═══ EXERCISE DATA ═══

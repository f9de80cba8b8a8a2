//! Autonomous brand research agent
//!
//! A language model drives a real Chrome session through a small set of
//! actions (search, click, read, scroll, go back) across search engines and
//! social platforms, then writes a structured sentiment report.

pub mod agent;
mod browser;
pub mod browser_setup;
pub mod engines;
pub mod extraction;
pub mod llm;
pub mod navigation;
pub mod overlay;
pub mod report;
pub mod session;
mod utils;
pub mod web_search;

#[cfg(test)]
mod testing;

use serde::{Deserialize, Serialize};
use std::fs;
use std::path::{Path, PathBuf};
use thiserror::Error;

/// Environment variable naming an explicit config file
pub const CONFIG_ENV: &str = "BRAND_RESEARCH_CONFIG";

#[derive(Debug, Clone, Serialize, Deserialize)]
pub struct Config {
    #[serde(default)]
    pub llm: LlmConfig,

    #[serde(default)]
    pub browser: BrowserConfig,

    /// Directory reports are written to, created on demand
    #[serde(default = "default_report_dir")]
    pub report_dir: PathBuf,

    /// Ceiling on reasoning calls; absent means run until a final answer
    #[serde(default)]
    pub max_turns: Option<usize>,

    /// File replacing the built-in instruction preamble
    #[serde(default)]
    pub system_prompt_path: Option<PathBuf>,
}

/// Chat-completions provider settings
#[derive(Debug, Clone, Serialize, Deserialize)]
pub struct LlmConfig {
    #[serde(default = "default_base_url")]
    pub base_url: String,

    #[serde(default = "default_model")]
    pub model: String,

    /// Name of the environment variable holding the API key
    #[serde(default = "default_api_key_env")]
    pub api_key_env: String,

    #[serde(default = "default_temperature")]
    pub temperature: f32,

    #[serde(default)]
    pub max_tokens: Option<u32>,

    #[serde(default = "default_llm_timeout_secs")]
    pub timeout_secs: u64,
}

/// Browser security and launch configuration
#[derive(Debug, Clone, Serialize, Deserialize)]
pub struct BrowserConfig {
    /// Run browser in headless mode
    #[serde(default = "default_headless")]
    pub headless: bool,

    /// Persistent profile holding cookies and logged-in sessions
    #[serde(default = "default_profile_dir")]
    pub profile_dir: PathBuf,

    /// Disable web security features (Same-Origin Policy, etc.)
    /// WARNING: Only enable for trusted content
    #[serde(default = "default_disable_security")]
    pub disable_security: bool,

    /// Window dimensions
    #[serde(default)]
    pub window: WindowConfig,
}

#[derive(Debug, Clone, Serialize, Deserialize)]
pub struct WindowConfig {
    #[serde(default = "default_window_width")]
    pub width: u32,

    #[serde(default = "default_window_height")]
    pub height: u32,
}

fn default_report_dir() -> PathBuf {
    PathBuf::from("./reports")
}
fn default_base_url() -> String {
    "https://api.deepseek.com".to_string()
}
fn default_model() -> String {
    "deepseek-chat".to_string()
}
fn default_api_key_env() -> String {
    "DEEPSEEK_API_KEY".to_string()
}
fn default_temperature() -> f32 {
    0.2
}
fn default_llm_timeout_secs() -> u64 {
    120
}

fn default_headless() -> bool {
    // Social platforms challenge headless sessions far more often
    false
}

fn default_profile_dir() -> PathBuf {
    PathBuf::from("./nexus_browser_data")
}

fn default_disable_security() -> bool {
    false // SECURE BY DEFAULT
}

fn default_window_width() -> u32 {
    1920
}

fn default_window_height() -> u32 {
    1080
}

impl Default for Config {
    fn default() -> Self {
        Self {
            llm: LlmConfig::default(),
            browser: BrowserConfig::default(),
            report_dir: default_report_dir(),
            max_turns: None,
            system_prompt_path: None,
        }
    }
}

impl Default for LlmConfig {
    fn default() -> Self {
        Self {
            base_url: default_base_url(),
            model: default_model(),
            api_key_env: default_api_key_env(),
            temperature: default_temperature(),
            max_tokens: None,
            timeout_secs: default_llm_timeout_secs(),
        }
    }
}

impl Default for BrowserConfig {
    fn default() -> Self {
        Self {
            headless: default_headless(),
            profile_dir: default_profile_dir(),
            disable_security: default_disable_security(),
            window: WindowConfig::default(),
        }
    }
}

impl Default for WindowConfig {
    fn default() -> Self {
        Self {
            width: default_window_width(),
            height: default_window_height(),
        }
    }
}

#[derive(Error, Debug)]
pub enum ConfigError {
    #[error("Failed to read config {}: {source}", path.display())]
    Read {
        path: PathBuf,
        #[source]
        source: std::io::Error,
    },

    #[error("Failed to parse config {}: {source}", path.display())]
    Parse {
        path: PathBuf,
        #[source]
        source: serde_yaml::Error,
    },
}

/// Load config from the file named by `BRAND_RESEARCH_CONFIG`, else from
/// config.yaml in package root, else defaults.
pub fn load_yaml_config() -> Result<Config, ConfigError> {
    if let Some(path) = std::env::var_os(CONFIG_ENV) {
        return load_config_from(Path::new(&path));
    }

    let config_path = PathBuf::from(env!("CARGO_MANIFEST_DIR")).join("config.yaml");
    if config_path.exists() {
        load_config_from(&config_path)
    } else {
        Ok(Config::default())
    }
}

/// Load config from an explicit YAML file.
pub fn load_config_from(path: &Path) -> Result<Config, ConfigError> {
    let contents = fs::read_to_string(path).map_err(|source| ConfigError::Read {
        path: path.to_path_buf(),
        source,
    })?;
    serde_yaml::from_str(&contents).map_err(|source| ConfigError::Parse {
        path: path.to_path_buf(),
        source,
    })
}

pub use agent::{AgentError, Orchestrator, RunSummary};
pub use browser::{
    BrowserError, BrowserResult, BrowserWrapper, ChromePage, Locator, PageDriver,
    download_managed_browser, find_browser_executable, launch_browser, open_session_page,
};
pub use llm::{ChatCompletionsClient, ReasoningProvider};
pub use session::ResearchSession;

═══

Only the lines containing "None" are needed; copy each of them from the data.

**SOLUTION**
            max_turns: None,
            system_prompt_path: None,
            max_tokens: None,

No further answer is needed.